The Outlook for Real Estate in Canada
Barry Fenton, Lanterra Developments
Simon Mass, The Rosseau Group
Jared Menkes, Menkes Development
Hunter Milborne, Milborne Real Estate
- The condo business in Toronto is here to stay, as the city has built great infrastructure to support expansion and has a number of driving factors supporting the condo market.
- In the last 5-6 years, these developers have seen an increased interest in pre-construction units.
- The foreign investors of old are more invested in large returns, buying up 8-10 units and flipping them for massive profits. Those investments aren’t as prevalent any more, but they are seeing an increase in buyers investing in 1 or maybe 2 units pre-construction.
- The greenbelt and places to grow act have intensified the investment in areas where infrastructure already exists.
- If you can hold on to an asset and endure possible 10-20% corrections, then real estate is a good asset to hold, as it will go up or revert over time.
- Toronto is in a transition period of rural to urban living. In most other major metropolitan cities in the world, it isn’t seen as uncommon as it is here to raise a family in a condo.
- Land purchases and construction costs are not falling, which they would be if people thought that the market was about to turnover.
- The limited amount of subway infrastructure makes it tough to find economically priced land for developers.
- Certain developers believe that the government has taken the wrong focus with some of their plans.
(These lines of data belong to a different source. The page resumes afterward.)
use thiserror::Error;

pub type Result<T> = std::result::Result<T, ReportError>;

#[derive(Debug, Error, Clone, PartialEq, Eq)]
pub enum ReportError {
    /// A reply line did not match its grammar, or a numeric field was not a
    /// valid decimal number.
    #[error("malformed {what}: {text:?}")]
    MalformedReply { what: String, text: String },

    #[error("protocol inconsistency: {detail}")]
    ProtocolInconsistency { detail: String },

    /// The server answered the command with NO or BAD.
    #[error("server rejected `{command}`: {reason}")]
    CommandRejected { command: String, reason: String },

    #[error("cannot decode folder name {name:?}: {reason}")]
    InvalidFolderName { name: String, reason: String },

    #[error("server does not support the {0} capability")]
    UnsupportedCapability(String),

    #[error("transport failure: {0}")]
    TransportFailure(String),

    #[error("operation cancelled")]
    Cancelled,
}

impl ReportError {
    pub fn malformed(what: impl Into<String>, text: impl Into<String>) -> Self {
        ReportError::MalformedReply {
            what: what.into(),
            text: text.into(),
        }
    }

    pub fn inconsistency(detail: impl Into<String>) -> Self {
        ReportError::ProtocolInconsistency {
            detail: detail.into(),
        }
    }

    /// Whether this error only invalidates the folder being processed.
    ///
    /// Folder-scoped errors are reported and the account pass moves on to the
    /// next folder. Everything else stops the pass.
    pub fn is_folder_scoped(&self) -> bool {
        matches!(
            self,
            ReportError::MalformedReply { .. }
                | ReportError::ProtocolInconsistency { .. }
                | ReportError::CommandRejected { .. }
                | ReportError::InvalidFolderName { .. }
        )
    }
}

impl From<imap::error::Error> for ReportError {
    fn from(err: imap::error::Error) -> Self {
        match err {
            imap::error::Error::No(reason) | imap::error::Error::Bad(reason) => {
                ReportError::CommandRejected {
                    command: String::new(),
                    reason,
                }
            }
            other => ReportError::TransportFailure(other.to_string()),
        }
    }
}
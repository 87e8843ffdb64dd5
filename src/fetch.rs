use std::collections::BTreeSet;
use std::fmt;

use chrono::{DateTime, TimeZone, Utc};
use serde::Serialize;

use crate::error::{ReportError, Result};
use crate::grammar::{self, Attribute};
use crate::transport::{CancelToken, Transport};

/// Attributes requested per message: everything but the body.
pub const FETCH_ATTRIBUTES: &str = "(FLAGS INTERNALDATE RFC822.SIZE)";

const INTERNALDATE_FORMAT: &str = "%d-%b-%Y %H:%M:%S %z";

/// Placeholder for an INTERNALDATE the server sent but we could not read.
pub fn unknown_date() -> DateTime<Utc> {
    Utc.with_ymd_and_hms(1980, 1, 1, 0, 0, 0)
        .single()
        .unwrap_or_default()
}

/// Parse an IMAP INTERNALDATE (`17-Jul-1996 02:44:25 -0700`).
pub fn parse_internal_date(raw: &str) -> Option<DateTime<Utc>> {
    DateTime::parse_from_str(raw.trim(), INTERNALDATE_FORMAT)
        .ok()
        .map(|date| date.with_timezone(&Utc))
}

#[derive(Debug, Clone, PartialEq, Eq, Serialize)]
pub struct MessageRecord {
    pub id: u32,
    pub size: u64,
    pub date: DateTime<Utc>,
    pub flags: BTreeSet<String>,
    pub folder: String,
}

impl MessageRecord {
    /// Build a record from one `* <id> FETCH (...)` line.
    pub fn from_fetch_line(line: &str, folder: &str) -> Result<Self> {
        let fetch = grammar::parse_fetch_line(line)?;
        if fetch.id == 0 {
            return Err(ReportError::malformed("FETCH message id", "0"));
        }
        let raw_size = grammar::scan_attribute(fetch.attributes, Attribute::Size)?;
        let size = grammar::parse_number("RFC822.SIZE", raw_size)?;
        let raw_date = grammar::scan_attribute(fetch.attributes, Attribute::Date)?;
        let raw_flags = grammar::scan_attribute(fetch.attributes, Attribute::Flags)?;
        let flags = grammar::split_flags(raw_flags);

        let date = match parse_internal_date(raw_date) {
            Some(date) => date,
            None => {
                log::debug!(
                    "{folder}: unreadable INTERNALDATE {raw_date:?} on message {}",
                    fetch.id
                );
                unknown_date()
            }
        };

        Ok(MessageRecord {
            id: fetch.id,
            size,
            date,
            flags,
            folder: folder.to_string(),
        })
    }

    pub fn is_seen(&self) -> bool {
        self.flags.iter().any(|f| f.eq_ignore_ascii_case("\\Seen"))
    }

    pub fn has_known_date(&self) -> bool {
        self.date != unknown_date()
    }
}

/// Contiguous span of message ids covering a whole folder.
#[derive(Debug, Clone, Copy, PartialEq, Eq)]
pub struct IdRange {
    pub min: u32,
    pub max: u32,
}

impl IdRange {
    pub fn spanning(ids: &[u32]) -> Option<IdRange> {
        let min = *ids.iter().min()?;
        let max = *ids.iter().max()?;
        Some(IdRange { min, max })
    }
}

impl fmt::Display for IdRange {
    fn fmt(&self, f: &mut fmt::Formatter<'_>) -> fmt::Result {
        write!(f, "{}:{}", self.min, self.max)
    }
}

/// Running counters for one folder's fetch pass.
#[derive(Debug, Clone, Default, PartialEq, Eq)]
pub struct FolderTally {
    pub fetched: u32,
    pub unread: u32,
    pub size: u64,
    pub messages: Vec<MessageRecord>,
}

impl FolderTally {
    pub fn add(&mut self, record: MessageRecord, keep: bool) {
        self.fetched += 1;
        if !record.is_seen() {
            self.unread += 1;
        }
        self.size = self.size.saturating_add(record.size);
        if keep {
            self.messages.push(record);
        }
    }
}

/// Fetch `range` from the open folder and fold every reply line into a
/// tally.
///
/// Lines are taken in arrival order; duplicates are counted twice. The first
/// bad line aborts the pass and the partial tally is dropped.
pub fn fetch_range<T: Transport + ?Sized>(
    transport: &mut T,
    folder: &str,
    range: IdRange,
    cancel: &CancelToken,
    keep_messages: bool,
) -> Result<FolderTally> {
    let mut tally = FolderTally::default();
    let command = format!("FETCH {range} {FETCH_ATTRIBUTES}");
    log::debug!("{folder}: {command}");
    transport.execute(&command, false, &mut |line| {
        cancel.check()?;
        if grammar::is_unsolicited(line) {
            log::debug!("{folder}: ignoring {line:?} during FETCH");
            return Ok(());
        }
        let record = MessageRecord::from_fetch_line(line, folder)?;
        tally.add(record, keep_messages);
        Ok(())
    })?;
    Ok(tally)
}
Reduced lending from banks will constrain the smaller developers and reduce supply of units, which will in term actually end up driving up prices.
- The city of Toronto has doubled and tripled development charges, which have been largely passed on to customers.
- These developers believe that the market has built-in the possibility of an increase of 1-2% in interest rates.
- Students and temporary workers add a ‘shadow immigration’ portion that is under-reported in immigration figures. These amount to 65-75,000 people a year moving to Toronto for extended periods of time.
- Over the next five years, as development area near transit infrastructure becomes less available, rents are likely to rise.
- Current rents are $3 – $3.5 per square foot, and it wouldn’t be unlikely that it will head towards $4-$4.5 per square foot.
- A slow and steady market increase in sales is expected, with an average of 15-20,000 sales per year.